Presently, the sun rose over the mountains, inducing that deadly morning languor so fatal to early exertion in a warm climate. We could stand it no longer; but, shouldering our hoes, moved on to the house, resolved to impose no more upon the good-nature of the planters by continuing one moment longer in an occupation so extremely uncongenial.
Thus the pair quit their employment and, after a brief attempt at becoming courtiers in the house of the Queen Pomare, the exiled ruler of Tahiti, they separated. Melville again turned to the sea and signed aboard the whaler Charles and Henry of Nantucket. The ever languid Troy decided at the last moment that the trip would simply be too much, and remained lolling on the beach, while Melville headed out into the rolling billows of the Pacific to battle the great whale once more.
Melville’s third stab at whaling was far less of an eventful affair than the previous two attempts. The Charles and Henry was nearly two years into her cruise and was having a pretty lean time of it. Her captain, John Coleman was, by all accounts, a very competent master, a ‘fighting master’ in whaler’s parlance, as he still took an active part in hunting the whales once found, just as Melville’s Ahab did in Moby Dick. Yet on this cruise, all his efforts had so far been in vain and he had just 350 barrels of sperm oil to show for two years at sea. Melville served for six months during which time Charles and Henry added a further 150 barrels of sperm oil. Melville later claimed that he served as a harpooner in a whaler and, if this was the case, it would no doubt have been aboard this ship, for Melville was now a seasoned hand. In this role he would have occupied the boatsteerer’s oar in the whaling boat, and it would have been he who first ‘darted’ the mighty sperm whale before swapping ends with the mate and steering the boat as it was towed helter skelter by the enraged creature. Whether this was the case or not, it was not long before he again sought his discharge, taking the first opportunity when the ship touched at Maui, Hawaii. This was the last of Melville’s whaling activities and whether it was the lean times in the Charles and Henry, the discord in the Lucy Ann or the hard treatment in the Acushnet that decided him on turning his back on this perilous trade we will never know, but lovers of nautical fiction can be grateful that he went to such extreme lengths to gather the source material for later masterpieces.
Yet this was not the end of Melville’s seafaring career; you must remember that he was still trapped on the opposite side of the world and that getting home was far from easy. After a brief stay in Hawaii, where he worked in a bowling alley setting up skittles and also briefly as a clerk, Melville saw his chance at getting home when the American naval vessel United States arrived off Honolulu. It was known that she was homeward bound and recruiting and Melville signed up for ‘three years aboard or the cruise’ in August 1843. He had been adrift for over two years and must have been itching to get home. His exploits aboard are recorded in great detail in his later book White Jacket, which he opens with the following sentence:
‘All hands up anchor! Man the capstan!’
‘High die! my lads, we’re homeward bound!’

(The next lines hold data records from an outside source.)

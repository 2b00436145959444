//! Run command: deploy the configured roots and keep watching.

use std::process::ExitCode;
use std::sync::Arc;

use anyhow::Result;

use crate::config::Settings;
use crate::deploy::Agent;
use crate::registry::{InMemoryRegistry, ModuleRegistry};

/// Exit status after the runtime was stopped by a singleton conflict.
pub const EXIT_HALTED: u8 = 2;

/// Run the agent until Ctrl-C or a runtime halt.
pub async fn run_agent(settings: &Settings, no_watch: bool) -> Result<ExitCode> {
    let registry = Arc::new(InMemoryRegistry::new());
    let watch = settings.watch_application_dirs && !no_watch;

    let mut agent = Agent::start(settings, registry.clone() as Arc<dyn ModuleRegistry>, watch);

    let status = if agent.is_halted() {
        ExitCode::from(EXIT_HALTED)
    } else if agent.watched_roots().is_empty() {
        crate::log_event!("run", "nothing to watch, exiting");
        ExitCode::SUCCESS
    } else {
        let halt = agent.halt_signal();
        let halted = tokio::task::spawn_blocking(move || halt.recv().is_ok());

        tokio::select! {
            result = halted => {
                if matches!(result, Ok(true)) {
                    ExitCode::from(EXIT_HALTED)
                } else {
                    ExitCode::SUCCESS
                }
            }
            _ = tokio::signal::ctrl_c() => {
                crate::log_event!("run", "interrupted, shutting down");
                ExitCode::SUCCESS
            }
        }
    };

    agent.shutdown();
    // Dropping the agent closes the halt channel and frees the waiting task.
    drop(agent);

    for module in registry.modules() {
        let state = registry
            .state_of(module.handle)
            .map(|s| format!("{s:?}"))
            .unwrap_or_default();
        crate::debug_event!(
            "run",
            "module",
            "{} {} {} [{state}]",
            module.handle,
            module.symbolic_name,
            module.version
        );
    }
    crate::log_event!(
        "run",
        "finished",
        "{} modules, runtime {}",
        registry.modules().len(),
        if registry.is_halted() { "stopped" } else { "up" }
    );

    Ok(status)
}
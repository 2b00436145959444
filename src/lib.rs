pub mod logging;

pub mod artifact;
pub mod cli;
pub mod config;
pub mod deploy;
pub mod registry;
pub mod watcher;

pub use artifact::{Artifact, ArtifactDescriptor, ArtifactError, Version};
pub use config::Settings;
pub use deploy::{Action, Agent, AgentStatus, DecisionEngine, Deployer, SingletonPolicy};
pub use registry::{InMemoryRegistry, InstalledModule, ModuleHandle, ModuleRegistry, RegistryError};
pub use watcher::{ChangeListener, Delivery, RecursiveWatcher, WatchError};
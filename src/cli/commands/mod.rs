//! Command implementations for the CLI.
//!
//! Each command is implemented in its own module.

pub mod init;
pub mod inspect;
pub mod run;
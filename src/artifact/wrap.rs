//! Turning a plain archive into an installable, self-describing one.

use std::io::{Cursor, Write};

use zip::write::FileOptions;

use super::manifest::{MANIFEST_PATH, Manifest, SYMBOLIC_NAME_HEADER};
use super::{ArtifactError, read_manifest};

const MANIFEST_LEVEL_HEADER: &str = "Bundle-ManifestVersion";

/// Re-pack `bytes` with a manifest naming it `symbolic_name`.
///
/// Existing entries are copied without recompression; an existing manifest
/// keeps its other headers.
pub fn wrap_archive(bytes: &[u8], symbolic_name: &str) -> Result<Vec<u8>, ArtifactError> {
    let mut manifest = read_manifest(Cursor::new(bytes))?.unwrap_or_else(Manifest::new);
    manifest.set(SYMBOLIC_NAME_HEADER, symbolic_name);
    manifest.set(MANIFEST_LEVEL_HEADER, "2");

    let mut source = zip::ZipArchive::new(Cursor::new(bytes))?;
    let mut writer = zip::ZipWriter::new(Cursor::new(Vec::with_capacity(bytes.len() + 512)));

    writer.start_file(MANIFEST_PATH, FileOptions::default())?;
    writer
        .write_all(manifest.to_text().as_bytes())
        .map_err(|e| ArtifactError::InvalidArchive {
            reason: format!("writing {MANIFEST_PATH}: {e}"),
        })?;

    for index in 0..source.len() {
        let entry = source.by_index_raw(index)?;
        if entry.name().eq_ignore_ascii_case(MANIFEST_PATH) {
            continue;
        }
        writer.raw_copy_file(entry)?;
    }

    Ok(writer.finish()?.into_inner())
}

#[cfg(test)]
mod tests {
    use super::super::describe_bytes;
    use super::super::testing::archive;
    use super::*;

    #[test]
    fn test_wrap_plain_archive() {
        let wrapped = wrap_archive(&archive(None), "/deploy/app/lib.jar").unwrap();

        let descriptor = describe_bytes(&wrapped).unwrap();
        assert_eq!(descriptor.symbolic_name.as_deref(), Some("/deploy/app/lib.jar"));

        let mut zip = zip::ZipArchive::new(Cursor::new(wrapped)).unwrap();
        assert!(zip.by_name("com/acme/Main.class").is_ok());
    }

    #[test]
    fn test_wrap_keeps_other_headers() {
        let original = archive(Some("Manifest-Version: 1.0\r\nCreated-By: javac\r\n"));

        let wrapped = wrap_archive(&original, "lib").unwrap();

        let manifest = read_manifest(Cursor::new(wrapped)).unwrap().unwrap();
        assert_eq!(manifest.get("Created-By"), Some("javac"));
        assert_eq!(manifest.get(SYMBOLIC_NAME_HEADER), Some("lib"));
    }
}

Homeward bound! – harmonious sound! Were you ever homeward bound? – No? – Quick! take the wings of the morning, or the sails of a ship, and fly to the uttermost parts of the earth. There, tarry a year or two; and then let the gruffest of boatswains, his lungs all goose-skin, shout forth those magical words, and you’ll swear ‘the harp of Orpheus were not more enchanting.’

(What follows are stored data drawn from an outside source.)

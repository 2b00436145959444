//! Module versions in `major.minor.micro.qualifier` form.

use std::cmp::Ordering;
use std::fmt;
use std::str::FromStr;

use super::ArtifactError;

/// Qualifier marking a mutable development build.
pub const SNAPSHOT_QUALIFIER: &str = "snapshot";

/// A parsed module version.
///
/// Missing numeric parts default to zero and the qualifier defaults to empty,
/// so `1.2` equals `1.2.0`. Qualifiers compare as strings.
#[derive(Debug, Clone, Default, PartialEq, Eq, Hash)]
pub struct Version {
    pub major: u32,
    pub minor: u32,
    pub micro: u32,
    pub qualifier: String,
}

impl Version {
    pub fn new(major: u32, minor: u32, micro: u32) -> Self {
        Self {
            major,
            minor,
            micro,
            qualifier: String::new(),
        }
    }

    pub fn with_qualifier(mut self, qualifier: impl Into<String>) -> Self {
        self.qualifier = qualifier.into();
        self
    }

    /// Whether the qualifier is `snapshot`, ignoring case.
    pub fn is_snapshot(&self) -> bool {
        self.qualifier.eq_ignore_ascii_case(SNAPSHOT_QUALIFIER)
    }

    /// Parse a version header value.
    ///
    /// Blank input yields `0.0.0`.
    pub fn parse(input: &str) -> Result<Self, ArtifactError> {
        let text = input.trim();
        if text.is_empty() {
            return Ok(Self::default());
        }

        let invalid = |reason: &str| ArtifactError::InvalidVersion {
            value: input.to_string(),
            reason: reason.to_string(),
        };

        let mut parts = text.splitn(4, '.');
        let mut numbers = [0u32; 3];
        for (index, slot) in numbers.iter_mut().enumerate() {
            match parts.next() {
                Some(part) => {
                    if part.is_empty() || !part.bytes().all(|b| b.is_ascii_digit()) {
                        return Err(invalid("numeric component expected"));
                    }
                    *slot = part
                        .parse()
                        .map_err(|_| invalid("numeric component out of range"))?;
                }
                None if index == 0 => return Err(invalid("missing major component")),
                None => break,
            }
        }

        let qualifier = parts.next().unwrap_or_default();
        if !qualifier
            .bytes()
            .all(|b| b.is_ascii_alphanumeric() || b == b'_' || b == b'-')
        {
            return Err(invalid("qualifier may only contain letters, digits, '_' and '-'"));
        }
        if text.ends_with('.') {
            return Err(invalid("trailing '.'"));
        }

        Ok(Self {
            major: numbers[0],
            minor: numbers[1],
            micro: numbers[2],
            qualifier: qualifier.to_string(),
        })
    }
}

impl FromStr for Version {
    type Err = ArtifactError;

    fn from_str(s: &str) -> Result<Self, Self::Err> {
        Self::parse(s)
    }
}

impl fmt::Display for Version {
    fn fmt(&self, f: &mut fmt::Formatter<'_>) -> fmt::Result {
        write!(f, "{}.{}.{}", self.major, self.minor, self.micro)?;
        if !self.qualifier.is_empty() {
            write!(f, ".{}", self.qualifier)?;
        }
        Ok(())
    }
}

impl PartialOrd for Version {
    fn partial_cmp(&self, other: &Self) -> Option<Ordering> {
        Some(self.cmp(other))
    }
}

impl Ord for Version {
    fn cmp(&self, other: &Self) -> Ordering {
        (self.major, self.minor, self.micro, &self.qualifier).cmp(&(
            other.major,
            other.minor,
            other.micro,
            &other.qualifier,
        ))
    }
}

#[cfg(test)]
mod tests {
    use super::*;

    #[test]
    fn test_parse_full_version() {
        let v = Version::parse("1.2.3.SNAPSHOT").unwrap();
        assert_eq!(v, Version::new(1, 2, 3).with_qualifier("SNAPSHOT"));
        assert!(v.is_snapshot());
        assert_eq!(v.to_string(), "1.2.3.SNAPSHOT");
    }

    #[test]
    fn test_parse_short_forms_pad_with_zero() {
        assert_eq!(Version::parse("1").unwrap(), Version::new(1, 0, 0));
        assert_eq!(Version::parse(" 1.2 ").unwrap(), Version::new(1, 2, 0));
        assert_eq!(Version::parse("").unwrap(), Version::default());
    }

    #[test]
    fn test_snapshot_must_be_the_whole_qualifier() {
        assert!(Version::parse("1.0.0.snapshot").unwrap().is_snapshot());
        assert!(!Version::parse("1.0.0.20240101-SNAPSHOT").unwrap().is_snapshot());
        assert!(!Version::parse("1.0.0").unwrap().is_snapshot());
    }

    #[test]
    fn test_parse_rejects_garbage() {
        for bad in ["a.b.c", "1..2", "1.2.3.", "1.2.3.bad qualifier", "-1.0", "1.0.0.x.y!"] {
            assert!(Version::parse(bad).is_err(), "{bad} should be rejected");
        }
    }

    #[test]
    fn test_qualifier_allows_underscore_and_dash() {
        let v = Version::parse("1.0.0.v1_2-rc").unwrap();
        assert_eq!(v.qualifier, "v1_2-rc");
    }

    #[test]
    fn test_ordering() {
        assert!(Version::new(1, 0, 0) < Version::new(1, 0, 1));
        assert!(Version::new(1, 10, 0) > Version::new(1, 9, 9));
    }
}
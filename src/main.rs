use std::path::PathBuf;
use std::process::ExitCode;

use clap::Parser;

use hotdeploy::cli::commands::{init, inspect, run};
use hotdeploy::cli::{Cli, Commands};
use hotdeploy::config::{DEFAULT_CONFIG_FILE, Settings};
use hotdeploy::logging;

#[tokio::main]
async fn main() -> ExitCode {
    let cli = Cli::parse();

    match dispatch(cli).await {
        Ok(code) => code,
        Err(e) => {
            eprintln!("Error: {e:#}");
            ExitCode::FAILURE
        }
    }
}

async fn dispatch(cli: Cli) -> anyhow::Result<ExitCode> {
    let config_path = cli
        .config
        .clone()
        .unwrap_or_else(|| PathBuf::from(DEFAULT_CONFIG_FILE));

    if let Commands::Init { force } = &cli.command {
        init::run_init(&config_path, *force)?;
        return Ok(ExitCode::SUCCESS);
    }

    let mut settings = Settings::load_from(&config_path)
        .map_err(|e| anyhow::anyhow!("Configuration error: {e}"))?;
    logging::init_with_config(&settings.logging);
    if !config_path.exists() {
        hotdeploy::log_event!(
            "config",
            "no configuration file, using defaults",
            "{}",
            config_path.display()
        );
    }

    match cli.command {
        Commands::Run {
            debounce_ms,
            no_watch,
        } => {
            if let Some(ms) = debounce_ms {
                settings.debounce_ms = ms;
            }
            run::run_agent(&settings, no_watch).await
        }
        Commands::Inspect { artifact } => {
            inspect::run_inspect(&artifact)?;
            Ok(ExitCode::SUCCESS)
        }
        Commands::Config => {
            init::run_config(&settings)?;
            Ok(ExitCode::SUCCESS)
        }
        Commands::Init { .. } => Ok(ExitCode::SUCCESS),
    }
}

The sigh of relief is almost audible; yet Melville still had a long way to travel before he was home and he now found himself in a new and strange environment ill suited to his free-spirited itinerant ways. As an ordinary seaman serving aboard a US naval vessel, he could expect strict discipline, and none of the carefree loafing and laxness of his whaling days: desertion or mutiny would carry the sentence of flogging and death respectively.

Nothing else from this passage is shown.